CHAPTER SEVENTY-FIVE

CORALEN

Coralen prodded her sword into the back of a prisoner, making him increase his pace.

The battle had been won, but she had not stopped to celebrate, or rest. Rath had sent her with a band of others back into the foothills to patrol for stragglers or surprise attacks.

‘Just because we did it last night, doesn’t mean they can’t do the same to us,’ the old warrior had said. Coralen didn’t mind, anyway. She’d rather keep busy — less time to brood about all that Corban had told her of Conall.

Horses appeared out of the gloom as she approached their makeshift camp. She handed over the man — a blacksmith by the look of his scarred and pitted features — she had found creeping through the undergrowth to Baird. Without a word, she slipped back into the woodland, heading for the slopes that led down to the giants’ road. That would be where deserters or raiders would appear, climbing up from the camps below.

She moved silently through the woodland, gliding from tree to tree, using the shadows, a lifetime’s worth of training just habit now, an automatic response bypassing conscious thought, like fighting. Without realizing, she found Conall hovering in her mind’s eye, the expression on his face a mixture of insolence and humour, daring the world to throw all it could at him. She felt a physical pain at the thought of him, a knife twisting in her gut. Con, betraying Halion. One thing she knew about Halion: he would do the right thing, or at least what he considered to be the right thing, no matter how hard it was to see it through. And he was a peacemaker. He would not have driven any dispute with Conall. No matter how she looked at it, she came back to the same conclusion. Corban had told her the truth.

And I am grateful for that. He had treated her like an equal, not a bairn, which was what Halion had done. She knew now that Halion had kept the truth from her out of an effort to spare her pain and to save Conall’s name, his reputation, but she’d rather have the truth, no matter how unpleasant.

Corban. Regarding her with his dark, serious eyes. Waiting for a kiss. Why did I ask him that?

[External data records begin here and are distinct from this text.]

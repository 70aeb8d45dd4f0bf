use std::path::PathBuf;

/// Errors that can occur on the physical link.
///
/// Every variant is terminal for the current stream: the caller must open a
/// fresh connection, never retry the same handle.
#[derive(Debug, thiserror::Error)]
pub enum TransportError {
    /// The OS denied access to the endpoint (missing bluetooth capability,
    /// socket permissions).
    #[error("permission denied opening {endpoint}")]
    PermissionDenied { endpoint: String },

    /// The remote endpoint is unreachable, powered off or refusing.
    #[error("endpoint {endpoint} unavailable: {source}")]
    EndpointUnavailable {
        endpoint: String,
        source: std::io::Error,
    },

    /// Failed to bind a local loopback endpoint.
    #[error("failed to bind to {path}: {source}")]
    Bind {
        path: PathBuf,
        source: std::io::Error,
    },

    /// Failed to accept an incoming loopback connection.
    #[error("failed to accept connection: {0}")]
    Accept(std::io::Error),

    /// An I/O error occurred on an established stream.
    #[error("link I/O error: {0}")]
    Io(#[from] std::io::Error),

    /// The loopback socket path is too long for the platform.
    #[error("socket path too long ({len} bytes, max {max}): {path}")]
    PathTooLong {
        path: PathBuf,
        len: usize,
        max: usize,
    },

    /// An endpoint descriptor string could not be parsed.
    #[error("invalid endpoint '{spec}': {reason}")]
    InvalidEndpoint { spec: String, reason: String },
}

pub type Result<T> = std::result::Result<T, TransportError>;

What an idiot I am. She liked him, she was coming to realize. He was certainly good to have around in a scrap, him and his wolven and Gar. Between them they could put the fear of Asroth into most that faced them, and she respected that. But it was more than that. She liked the way he spoke to her. Open, genuine, nothing hidden.

Something caught her eye and she paused, squatting. She was close to the edge of the woodland now, where the slope suddenly dropped down to the camps far below.

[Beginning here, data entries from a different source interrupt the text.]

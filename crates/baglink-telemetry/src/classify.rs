//! Severity-band classification.
//!
//! Each metric is banded independently; an alert fires only when a value
//! crosses a band boundary relative to the immediately preceding snapshot,
//! so a steady-state condition is reported once, not on every sample.

use std::fmt;

use serde::Serialize;

use crate::snapshot::{SensorReading, TelemetrySnapshot};

/// Hot compartment thresholds (°C); alert as the compartment overheats.
pub const HOT_NOTICE_C: f32 = 40.0;
pub const HOT_WARNING_C: f32 = 50.0;
pub const HOT_CRITICAL_C: f32 = 60.0;

/// Cold compartment thresholds (°C); alert as the compartment overcools
/// toward freezing the contents.
pub const COLD_NOTICE_C: f32 = 15.0;
pub const COLD_WARNING_C: f32 = 10.0;
pub const COLD_CRITICAL_C: f32 = 5.0;

/// Shake magnitude thresholds (signed symmetric).
pub const SHAKE_NOTICE: f32 = 0.5;
pub const SHAKE_WARNING: f32 = 1.0;
pub const SHAKE_CRITICAL: f32 = 2.5;

/// Battery charge thresholds (%).
pub const BATTERY_NOTICE_PCT: u8 = 30;
pub const BATTERY_WARNING_PCT: u8 = 15;
pub const BATTERY_CRITICAL_PCT: u8 = 5;

/// Severity band of one metric.
///
/// `Fault` is reachable only for the temperature metrics (failed sensor).
#[derive(Debug, Clone, Copy, PartialEq, Eq, PartialOrd, Ord, Serialize)]
#[serde(rename_all = "lowercase")]
pub enum Band {
    Normal,
    Notice,
    Warning,
    Critical,
    Fault,
}

impl fmt::Display for Band {
    fn fmt(&self, f: &mut fmt::Formatter<'_>) -> fmt::Result {
        f.write_str(match self {
            Band::Normal => "normal",
            Band::Notice => "notice",
            Band::Warning => "warning",
            Band::Critical => "critical",
            Band::Fault => "fault",
        })
    }
}

/// The classified metrics.
#[derive(Debug, Clone, Copy, PartialEq, Eq, Serialize)]
#[serde(rename_all = "snake_case")]
pub enum Metric {
    Battery,
    HotTemperature,
    ColdTemperature,
    Shake,
}

impl fmt::Display for Metric {
    fn fmt(&self, f: &mut fmt::Formatter<'_>) -> fmt::Result {
        f.write_str(match self {
            Metric::Battery => "battery",
            Metric::HotTemperature => "hot compartment temperature",
            Metric::ColdTemperature => "cold compartment temperature",
            Metric::Shake => "shake",
        })
    }
}

/// One band crossing.
#[derive(Debug, Clone, Copy, PartialEq, Eq, Serialize)]
pub struct AlertEvent {
    pub metric: Metric,
    pub band: Band,
    pub previous: Band,
}

impl AlertEvent {
    /// Human-readable message for log sinks and the CLI.
    pub fn message(&self) -> String {
        match (self.band, self.previous) {
            (Band::Fault, _) => format!("{} sensor fault", self.metric),
            (_, Band::Fault) => format!("{} sensor recovered ({})", self.metric, self.band),
            _ => format!("{} {} (was {})", self.metric, self.band, self.previous),
        }
    }
}

/// Band of the hot compartment reading.
pub fn hot_temp_band(reading: SensorReading) -> Band {
    match reading {
        SensorReading::Fault => Band::Fault,
        SensorReading::Value(v) if v >= HOT_CRITICAL_C => Band::Critical,
        SensorReading::Value(v) if v >= HOT_WARNING_C => Band::Warning,
        SensorReading::Value(v) if v >= HOT_NOTICE_C => Band::Notice,
        SensorReading::Value(_) => Band::Normal,
    }
}

/// Band of the cold compartment reading (descending scale).
pub fn cold_temp_band(reading: SensorReading) -> Band {
    match reading {
        SensorReading::Fault => Band::Fault,
        SensorReading::Value(v) if v <= COLD_CRITICAL_C => Band::Critical,
        SensorReading::Value(v) if v <= COLD_WARNING_C => Band::Warning,
        SensorReading::Value(v) if v <= COLD_NOTICE_C => Band::Notice,
        SensorReading::Value(_) => Band::Normal,
    }
}

/// Band of the shake magnitude; sign is ignored.
pub fn shake_band(magnitude: f32) -> Band {
    let m = magnitude.abs();
    if m >= SHAKE_CRITICAL {
        Band::Critical
    } else if m >= SHAKE_WARNING {
        Band::Warning
    } else if m >= SHAKE_NOTICE {
        Band::Notice
    } else {
        Band::Normal
    }
}

/// Band of the battery charge.
pub fn battery_band(percent: u8) -> Band {
    if percent <= BATTERY_CRITICAL_PCT {
        Band::Critical
    } else if percent <= BATTERY_WARNING_PCT {
        Band::Warning
    } else if percent <= BATTERY_NOTICE_PCT {
        Band::Notice
    } else {
        Band::Normal
    }
}

#[derive(Debug, Clone, Copy, PartialEq, Eq)]
struct MetricBands {
    battery: Band,
    hot: Band,
    cold: Band,
    shake: Band,
}

impl Default for MetricBands {
    fn default() -> Self {
        Self {
            battery: Band::Normal,
            hot: Band::Normal,
            cold: Band::Normal,
            shake: Band::Normal,
        }
    }
}

fn bands_of(snapshot: &TelemetrySnapshot) -> MetricBands {
    MetricBands {
        battery: battery_band(snapshot.battery_percent),
        hot: hot_temp_band(snapshot.hot_temp_c),
        cold: cold_temp_band(snapshot.cold_temp_c),
        shake: shake_band(snapshot.shake_magnitude),
    }
}

/// Pure crossing detection.
///
/// With no previous snapshot the baseline is all-`Normal`, so a first sample
/// already outside its lowest band alerts immediately.
pub fn classify(
    current: &TelemetrySnapshot,
    previous: Option<&TelemetrySnapshot>,
) -> Vec<AlertEvent> {
    let baseline = previous.map(bands_of).unwrap_or_default();
    let now = bands_of(current);

    let mut events = Vec::new();
    let mut push = |metric: Metric, band: Band, previous: Band| {
        if band != previous {
            events.push(AlertEvent {
                metric,
                band,
                previous,
            });
        }
    };

    push(Metric::Battery, now.battery, baseline.battery);
    push(Metric::HotTemperature, now.hot, baseline.hot);
    push(Metric::ColdTemperature, now.cold, baseline.cold);
    push(Metric::Shake, now.shake, baseline.shake);
    events
}

/// Retains the last snapshot of a session for crossing detection.
#[derive(Debug, Default)]
pub struct Classifier {
    previous: Option<TelemetrySnapshot>,
}

impl Classifier {
    pub fn new() -> Self {
        Self::default()
    }

    /// Classify a snapshot against the previous one and retain it.
    pub fn observe(&mut self, snapshot: TelemetrySnapshot) -> Vec<AlertEvent> {
        let events = classify(&snapshot, self.previous.as_ref());
        self.previous = Some(snapshot);
        events
    }

    /// Forget the previous snapshot (session teardown).
    pub fn reset(&mut self) {
        self.previous = None;
    }
}

#[cfg(test)]
mod tests {
    use super::*;
    use crate::parse::parse;

    #[test]
    fn nominal_frame_emits_no_alerts() {
        let snap = parse("85,24.50,15.10,0,1,0.12").unwrap();
        assert!(classify(&snap, None).is_empty());
    }

    #[test]
    fn extreme_shake_and_sensor_fault_alert_without_previous() {
        let snap = parse("40,er,15.10,1,0,3.0").unwrap();
        let events = classify(&snap, None);

        assert_eq!(events.len(), 2);
        assert!(events.contains(&AlertEvent {
            metric: Metric::HotTemperature,
            band: Band::Fault,
            previous: Band::Normal,
        }));
        assert!(events.contains(&AlertEvent {
            metric: Metric::Shake,
            band: Band::Critical,
            previous: Band::Normal,
        }));
    }

    #[test]
    fn steady_state_is_reported_once() {
        let mut classifier = Classifier::new();
        let snap = parse("85,45.00,15.10,0,1,0.12").unwrap();

        let first = classifier.observe(snap);
        assert_eq!(first.len(), 1);
        assert_eq!(first[0].metric, Metric::HotTemperature);
        assert_eq!(first[0].band, Band::Notice);

        // Same band next sample: nothing new.
        assert!(classifier.observe(snap).is_empty());
    }

    #[test]
    fn leaving_a_band_alerts_too() {
        let mut classifier = Classifier::new();
        classifier.observe(parse("85,55.00,15.10,0,1,0.0").unwrap());
        let events = classifier.observe(parse("85,24.50,15.10,0,1,0.0").unwrap());

        assert_eq!(
            events,
            vec![AlertEvent {
                metric: Metric::HotTemperature,
                band: Band::Normal,
                previous: Band::Warning,
            }]
        );
    }

    #[test]
    fn sensor_recovery_is_a_crossing() {
        let mut classifier = Classifier::new();
        classifier.observe(parse("85,er,15.10,0,1,0.0").unwrap());
        let events = classifier.observe(parse("85,24.50,15.10,0,1,0.0").unwrap());

        assert_eq!(events.len(), 1);
        assert_eq!(events[0].previous, Band::Fault);
        assert_eq!(events[0].band, Band::Normal);
        assert!(events[0].message().contains("recovered"));
    }

    #[test]
    fn shake_is_signed_symmetric() {
        assert_eq!(shake_band(-3.0), Band::Critical);
        assert_eq!(shake_band(3.0), Band::Critical);
        assert_eq!(shake_band(-0.7), Band::Notice);
        assert_eq!(shake_band(0.12), Band::Normal);
    }

    #[test]
    fn battery_bands_descend() {
        assert_eq!(battery_band(100), Band::Normal);
        assert_eq!(battery_band(30), Band::Notice);
        assert_eq!(battery_band(15), Band::Warning);
        assert_eq!(battery_band(5), Band::Critical);
        assert_eq!(battery_band(0), Band::Critical);
    }

    #[test]
    fn cold_compartment_alerts_as_it_overcools() {
        assert_eq!(cold_temp_band(SensorReading::Value(15.10)), Band::Normal);
        assert_eq!(cold_temp_band(SensorReading::Value(12.0)), Band::Notice);
        assert_eq!(cold_temp_band(SensorReading::Value(8.0)), Band::Warning);
        assert_eq!(cold_temp_band(SensorReading::Value(2.0)), Band::Critical);
        assert_eq!(cold_temp_band(SensorReading::Fault), Band::Fault);
    }

    #[test]
    fn hot_compartment_bands_ascend() {
        assert_eq!(hot_temp_band(SensorReading::Value(24.5)), Band::Normal);
        assert_eq!(hot_temp_band(SensorReading::Value(40.0)), Band::Notice);
        assert_eq!(hot_temp_band(SensorReading::Value(50.0)), Band::Warning);
        assert_eq!(hot_temp_band(SensorReading::Value(75.0)), Band::Critical);
    }

    #[test]
    fn battery_drain_crosses_each_band_once() {
        let mut classifier = Classifier::new();
        let mut crossings = Vec::new();
        for pct in (0..=100).rev() {
            let frame = format!("{pct},24.50,15.10,0,1,0.0");
            crossings.extend(classifier.observe(parse(&frame).unwrap()));
        }
        let bands: Vec<Band> = crossings.iter().map(|e| e.band).collect();
        assert_eq!(bands, vec![Band::Notice, Band::Warning, Band::Critical]);
    }
}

Spoor, scattered about, as if it had been kicked to hide it. From a big animal, not big enough for a wolven, but not deer or anything else she would expect to see up here. She lifted it and broke some off, sniffing.

Hounds. No question. And more than one. But what are hounds doing up here, and where are they now? It was drying, but still moist at its centre. Half a day old, no more.

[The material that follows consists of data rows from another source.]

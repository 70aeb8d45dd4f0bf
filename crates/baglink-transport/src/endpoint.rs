use std::fmt;
use std::path::PathBuf;
use std::str::FromStr;

use crate::error::TransportError;

/// Default RFCOMM channel used by the bag firmware.
pub const DEFAULT_RFCOMM_CHANNEL: u8 = 1;

/// A six-octet Bluetooth device address in transmission order
/// (`AA:BB:CC:DD:EE:FF`).
#[derive(Debug, Clone, Copy, PartialEq, Eq, Hash)]
pub struct DeviceAddr([u8; 6]);

impl DeviceAddr {
    /// Construct from raw octets in display order.
    pub const fn new(octets: [u8; 6]) -> Self {
        Self(octets)
    }

    /// The raw octets in display order.
    pub const fn octets(&self) -> [u8; 6] {
        self.0
    }
}

impl fmt::Display for DeviceAddr {
    fn fmt(&self, f: &mut fmt::Formatter<'_>) -> fmt::Result {
        write!(
            f,
            "{:02X}:{:02X}:{:02X}:{:02X}:{:02X}:{:02X}",
            self.0[0], self.0[1], self.0[2], self.0[3], self.0[4], self.0[5]
        )
    }
}

impl FromStr for DeviceAddr {
    type Err = TransportError;

    fn from_str(s: &str) -> Result<Self, Self::Err> {
        let invalid = |reason: &str| TransportError::InvalidEndpoint {
            spec: s.to_string(),
            reason: reason.to_string(),
        };

        let mut octets = [0u8; 6];
        let mut parts = s.split(':');
        for octet in &mut octets {
            let part = parts
                .next()
                .ok_or_else(|| invalid("expected six ':'-separated octets"))?;
            if part.len() != 2 {
                return Err(invalid("each octet must be two hex digits"));
            }
            *octet = u8::from_str_radix(part, 16)
                .map_err(|_| invalid("each octet must be two hex digits"))?;
        }
        if parts.next().is_some() {
            return Err(invalid("expected six ':'-separated octets"));
        }
        Ok(Self(octets))
    }
}

/// The address of the one remote endpoint a session talks to.
///
/// Supplied by the external endpoint provider; the transport performs no
/// discovery of its own.
#[derive(Debug, Clone, PartialEq, Eq)]
pub enum EndpointDescriptor {
    /// Bluetooth RFCOMM serial channel to the bag microcontroller.
    Rfcomm { addr: DeviceAddr, channel: u8 },
    /// Unix-domain-socket loopback endpoint (device simulator, tests).
    Local { path: PathBuf },
}

impl fmt::Display for EndpointDescriptor {
    fn fmt(&self, f: &mut fmt::Formatter<'_>) -> fmt::Result {
        match self {
            Self::Rfcomm { addr, channel } => write!(f, "rfcomm:{addr}:{channel}"),
            Self::Local { path } => write!(f, "local:{}", path.display()),
        }
    }
}

/// Length of a textual bluetooth address (`AA:BB:CC:DD:EE:FF`).
const ADDR_LEN: usize = 17;

impl FromStr for EndpointDescriptor {
    type Err = TransportError;

    fn from_str(s: &str) -> Result<Self, Self::Err> {
        let invalid = |reason: &str| TransportError::InvalidEndpoint {
            spec: s.to_string(),
            reason: reason.to_string(),
        };

        if let Some(rest) = s.strip_prefix("local:") {
            if rest.is_empty() {
                return Err(invalid("missing socket path"));
            }
            return Ok(Self::Local {
                path: PathBuf::from(rest),
            });
        }

        if let Some(rest) = s.strip_prefix("rfcomm:") {
            if !rest.is_ascii() || rest.len() < ADDR_LEN {
                return Err(invalid("expected rfcomm:AA:BB:CC:DD:EE:FF[:channel]"));
            }
            let addr: DeviceAddr = rest[..ADDR_LEN].parse()?;
            let channel = match &rest[ADDR_LEN..] {
                "" => DEFAULT_RFCOMM_CHANNEL,
                suffix => suffix
                    .strip_prefix(':')
                    .and_then(|ch| ch.parse::<u8>().ok())
                    .filter(|ch| *ch >= 1)
                    .ok_or_else(|| invalid("channel must be an integer in 1..=30"))?,
            };
            return Ok(Self::Rfcomm { addr, channel });
        }

        Err(invalid("expected 'rfcomm:' or 'local:' prefix"))
    }
}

There was a rustling to her left. She dropped the spoor and moved closer to a tree, merging with its shadow.

A figure appeared, climbing the slope, breathing heavily. He staggered upright, looking about. A young man, fair haired, a warrior.

She stepped out of the shadows.

He stumbled back a pace, reaching for his sword hilt, then paused.

‘You’re only a girl,’ he said.

Your first and last mistake. Do, don’t think.

She exploded forwards, swatting a hand away, one hand grabbing his collar, the other pressing her knife to his gut.

‘I am,’ she said, ‘and if you don’t walk where I tell you, I’ll slit you from belly to throat.’